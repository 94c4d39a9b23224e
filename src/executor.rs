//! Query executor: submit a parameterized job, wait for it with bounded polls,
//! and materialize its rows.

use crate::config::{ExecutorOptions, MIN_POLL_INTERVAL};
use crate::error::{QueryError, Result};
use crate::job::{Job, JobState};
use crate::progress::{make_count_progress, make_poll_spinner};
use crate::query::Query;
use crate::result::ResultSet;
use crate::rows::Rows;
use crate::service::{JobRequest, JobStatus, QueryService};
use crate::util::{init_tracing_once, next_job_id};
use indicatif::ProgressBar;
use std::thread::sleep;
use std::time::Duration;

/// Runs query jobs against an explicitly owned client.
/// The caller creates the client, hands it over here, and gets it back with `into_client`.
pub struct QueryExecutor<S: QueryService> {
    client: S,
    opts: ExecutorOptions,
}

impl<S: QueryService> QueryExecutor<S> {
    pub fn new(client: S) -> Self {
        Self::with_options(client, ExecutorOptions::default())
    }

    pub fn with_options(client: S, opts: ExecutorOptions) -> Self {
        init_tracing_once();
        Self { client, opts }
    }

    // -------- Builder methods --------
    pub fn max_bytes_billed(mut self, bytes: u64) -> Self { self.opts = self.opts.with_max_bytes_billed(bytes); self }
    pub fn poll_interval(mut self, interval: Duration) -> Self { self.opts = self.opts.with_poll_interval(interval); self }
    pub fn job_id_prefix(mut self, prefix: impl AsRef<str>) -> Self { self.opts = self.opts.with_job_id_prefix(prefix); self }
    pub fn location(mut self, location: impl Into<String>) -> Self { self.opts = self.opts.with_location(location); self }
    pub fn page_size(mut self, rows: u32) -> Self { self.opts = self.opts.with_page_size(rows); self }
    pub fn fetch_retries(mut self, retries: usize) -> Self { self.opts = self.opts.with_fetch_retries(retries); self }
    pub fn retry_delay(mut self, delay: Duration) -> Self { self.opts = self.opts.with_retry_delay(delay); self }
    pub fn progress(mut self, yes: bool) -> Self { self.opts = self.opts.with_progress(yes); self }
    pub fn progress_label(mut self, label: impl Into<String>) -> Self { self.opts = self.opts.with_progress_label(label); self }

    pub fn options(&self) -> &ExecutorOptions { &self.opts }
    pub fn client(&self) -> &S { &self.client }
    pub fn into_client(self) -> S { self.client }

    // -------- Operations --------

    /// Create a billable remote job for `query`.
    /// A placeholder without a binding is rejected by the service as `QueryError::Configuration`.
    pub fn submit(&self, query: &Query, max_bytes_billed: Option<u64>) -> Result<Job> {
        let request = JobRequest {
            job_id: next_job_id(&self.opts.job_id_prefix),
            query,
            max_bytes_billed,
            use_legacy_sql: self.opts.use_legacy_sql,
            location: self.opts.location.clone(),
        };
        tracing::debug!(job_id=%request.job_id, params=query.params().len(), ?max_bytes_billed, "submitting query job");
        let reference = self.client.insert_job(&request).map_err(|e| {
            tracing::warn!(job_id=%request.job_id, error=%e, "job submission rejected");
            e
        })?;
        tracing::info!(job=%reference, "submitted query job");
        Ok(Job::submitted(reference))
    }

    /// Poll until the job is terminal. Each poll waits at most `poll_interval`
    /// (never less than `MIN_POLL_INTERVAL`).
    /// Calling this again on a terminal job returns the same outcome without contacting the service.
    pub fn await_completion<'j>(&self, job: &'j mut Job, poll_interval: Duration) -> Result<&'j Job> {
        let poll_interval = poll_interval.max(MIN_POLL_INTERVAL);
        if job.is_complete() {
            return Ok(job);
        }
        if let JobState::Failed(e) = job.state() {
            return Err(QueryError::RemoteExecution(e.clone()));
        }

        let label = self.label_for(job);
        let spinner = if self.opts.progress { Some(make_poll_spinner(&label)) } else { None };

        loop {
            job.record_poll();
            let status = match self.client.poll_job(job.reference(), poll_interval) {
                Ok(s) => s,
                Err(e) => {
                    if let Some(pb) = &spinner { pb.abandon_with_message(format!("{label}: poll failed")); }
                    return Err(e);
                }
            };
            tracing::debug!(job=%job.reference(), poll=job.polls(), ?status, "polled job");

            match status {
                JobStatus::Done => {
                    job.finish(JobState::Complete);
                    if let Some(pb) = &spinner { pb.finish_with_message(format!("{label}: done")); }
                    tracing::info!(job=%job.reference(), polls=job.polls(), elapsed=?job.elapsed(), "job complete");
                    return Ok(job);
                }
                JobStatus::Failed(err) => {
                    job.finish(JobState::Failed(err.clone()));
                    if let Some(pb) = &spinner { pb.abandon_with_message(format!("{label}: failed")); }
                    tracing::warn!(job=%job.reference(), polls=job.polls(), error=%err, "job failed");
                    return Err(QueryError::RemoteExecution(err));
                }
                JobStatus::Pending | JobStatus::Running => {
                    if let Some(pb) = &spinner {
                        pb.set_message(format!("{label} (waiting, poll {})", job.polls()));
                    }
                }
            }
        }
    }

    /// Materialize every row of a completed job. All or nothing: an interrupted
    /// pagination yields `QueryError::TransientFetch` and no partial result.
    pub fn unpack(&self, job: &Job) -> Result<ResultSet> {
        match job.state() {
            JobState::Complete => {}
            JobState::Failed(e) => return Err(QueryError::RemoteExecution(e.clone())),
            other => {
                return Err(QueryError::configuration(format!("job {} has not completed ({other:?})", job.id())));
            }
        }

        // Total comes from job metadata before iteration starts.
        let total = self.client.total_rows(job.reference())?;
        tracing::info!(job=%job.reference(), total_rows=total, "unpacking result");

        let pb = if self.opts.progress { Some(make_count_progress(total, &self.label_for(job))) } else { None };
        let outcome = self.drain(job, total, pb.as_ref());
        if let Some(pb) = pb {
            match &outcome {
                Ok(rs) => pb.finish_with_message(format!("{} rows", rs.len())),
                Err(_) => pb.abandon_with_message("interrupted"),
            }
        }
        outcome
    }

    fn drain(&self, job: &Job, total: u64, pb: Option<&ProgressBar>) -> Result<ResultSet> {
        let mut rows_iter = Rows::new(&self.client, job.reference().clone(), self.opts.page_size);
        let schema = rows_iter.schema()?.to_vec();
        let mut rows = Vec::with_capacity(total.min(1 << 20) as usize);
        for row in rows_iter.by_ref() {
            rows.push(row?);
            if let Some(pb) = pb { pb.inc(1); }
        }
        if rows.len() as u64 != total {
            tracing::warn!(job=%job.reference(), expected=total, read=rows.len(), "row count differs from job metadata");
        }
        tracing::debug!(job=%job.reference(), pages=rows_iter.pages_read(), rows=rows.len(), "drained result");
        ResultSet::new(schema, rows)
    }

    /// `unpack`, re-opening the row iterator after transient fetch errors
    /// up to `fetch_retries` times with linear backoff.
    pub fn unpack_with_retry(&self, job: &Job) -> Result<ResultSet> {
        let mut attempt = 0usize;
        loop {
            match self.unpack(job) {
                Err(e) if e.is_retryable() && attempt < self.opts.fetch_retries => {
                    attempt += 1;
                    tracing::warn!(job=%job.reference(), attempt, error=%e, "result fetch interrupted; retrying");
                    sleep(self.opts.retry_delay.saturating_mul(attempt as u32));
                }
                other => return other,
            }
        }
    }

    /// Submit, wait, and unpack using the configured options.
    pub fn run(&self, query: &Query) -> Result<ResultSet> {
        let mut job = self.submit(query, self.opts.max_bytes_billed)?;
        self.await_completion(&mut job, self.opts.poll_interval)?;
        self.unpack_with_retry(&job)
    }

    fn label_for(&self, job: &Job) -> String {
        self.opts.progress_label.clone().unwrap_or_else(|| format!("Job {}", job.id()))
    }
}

⁂

Where a line of the data above includes the string "RemoteExecution", pull it out.

Response to the exercise |
            return Err(QueryError::RemoteExecution(e.clone()));
                    return Err(QueryError::RemoteExecution(err));
            JobState::Failed(e) => return Err(QueryError::RemoteExecution(e.clone())),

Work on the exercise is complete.